Understanding the importance of this action, EPA said it conducted a transparent and inclusive rulemaking process.

 

The agency held an extended 52-day public-comment period, which included four days of virtual public hearings where more than 600 individuals testified.

 

EPA said it received 572,000 public comments on the proposed rule and made substantial updates to the final rule in response to comments.

 

Background

Congress tasked EPA under Section 202(a)(1) of the CAA with prescribing emission standards for new motor vehicles and engines when the administrator determines that emissions from a class or classes of new motor vehicles and engines cause or contribute to air pollution that may reasonably be anticipated to endanger public health or welfare.

 

“In an unprecedented move, the Obama EPA found that carbon-dioxide emissions emitted from automobiles—in combination with five other gases, some of which vehicles don’t even emit—contribute an unknown amount to greenhouse-gas concentrations in the atmosphere that, in turn, play a role through varied causal chains that may endanger human health and welfare,” the Trump EPA stated. “These mental leaps were admittedly novel, as EPA had for decades understood that the ‘air pollution’ targeted by the statute means pollution that harms health or the environment through local and regional exposure. However, this creative interpretation of the law was the only way the Obama-Biden administration determined they could potentially access EPA’s authority to regulate under Section 202(a)(1). This flawed legal theory took the agency outside the scope of its statutory authority in multiple respects.”

 

Additionally, EPA pointed to major Supreme Court decisions in the intervening years, including Loper Bright Enterprises v. Raimondo, West Virginia v. EPA, Michigan v. EPA, and Utility Air Regulatory Group v. EPA, which the agency noted have significantly clarified the scope of EPA’s authority under the CAA and “made clear that the interpretive moves the endangerment finding used to launch an unprecedented course of regulation were unlawful,” the agency stated.  

 

The decisions, according to EPA, emphasized that:

 

  • Statutes have a single, best meaning fixed at the time of enactment.

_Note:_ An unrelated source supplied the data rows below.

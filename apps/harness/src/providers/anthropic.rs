//! Anthropic Messages API backend.

use async_trait::async_trait;
use serde::{Deserialize, Serialize};
use tracing::debug;

use super::{build_http_client, classify_response, error_message, ModelClient, ProviderError};
use crate::prompts::SYSTEM_PROMPT;

const API_URL: &str = "https://api.anthropic.com/v1/messages";
const ANTHROPIC_VERSION: &str = "2023-06-01";
const MAX_TOKENS: u32 = 4096;

pub struct AnthropicClient {
    client: reqwest::Client,
    api_key: String,
}

#[derive(Debug, Serialize)]
struct MessagesRequest<'a> {
    model: &'a str,
    max_tokens: u32,
    temperature: f32,
    system: &'a str,
    messages: Vec<Message<'a>>,
}

#[derive(Debug, Serialize)]
struct Message<'a> {
    role: &'a str,
    content: &'a str,
}

#[derive(Debug, Deserialize)]
struct MessagesResponse {
    content: Vec<ContentBlock>,
    usage: Option<Usage>,
}

#[derive(Debug, Deserialize)]
struct ContentBlock {
    #[serde(rename = "type")]
    block_type: String,
    text: Option<String>,
}

#[derive(Debug, Deserialize)]
struct Usage {
    input_tokens: u32,
    output_tokens: u32,
}

impl MessagesResponse {
    /// Text of the first text block.
    fn text(&self) -> Option<&str> {
        self.content
            .iter()
            .find(|block| block.block_type == "text")
            .and_then(|block| block.text.as_deref())
    }
}

impl AnthropicClient {
    pub fn new(api_key: String) -> Self {
        Self {
            client: build_http_client(),
            api_key,
        }
    }
}

#[async_trait]
impl ModelClient for AnthropicClient {
    async fn submit(&self, model: &str, prompt: &str) -> Result<String, ProviderError> {
        let request_body = MessagesRequest {
            model,
            max_tokens: MAX_TOKENS,
            temperature: 0.0,
            system: SYSTEM_PROMPT,
            messages: vec![Message {
                role: "user",
                content: prompt,
            }],
        };

        let response = self
            .client
            .post(API_URL)
            .header("x-api-key", &self.api_key)
            .header("anthropic-version", ANTHROPIC_VERSION)
            .header("content-type", "application/json")
            .json(&request_body)
            .send()
            .await?;

        let status = response.status();
        if !status.is_success() {
            let body = response.text().await.unwrap_or_default();
            return Err(classify_response(status.as_u16(), error_message(body), 0));
        }

        let parsed: MessagesResponse = response.json().await?;
        if let Some(usage) = &parsed.usage {
            debug!(
                input_tokens = usage.input_tokens,
                output_tokens = usage.output_tokens,
                model,
                "anthropic call succeeded"
            );
        }

        let text = parsed.text().ok_or(ProviderError::EmptyContent)?;
        if text.is_empty() {
            return Err(ProviderError::EmptyContent);
        }
        Ok(text.to_string())
    }
}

  • Major policy determinations must be made by Congress, not by administrative agencies.


  • Agencies cannot “bury their heads in the sand” as to the consequences of their actions when considering regulations that impose immense costs.

 

Trump tasked EPA with submitting recommendations on the legality and continuing applicability of the 2009 endangerment finding in his executive order on unleashing American energy.

 

On March 12, 2025, Zeldin announced that the agency was kicking off a formal reconsideration of the 2009 endangerment finding and resulting regulations in collaboration with the Office of Management and Budget and other relevant agencies.

 

Zeldin formally announced the agency’s proposal to reconsider these actions on July 29, 2025, at a truck dealership in Indiana.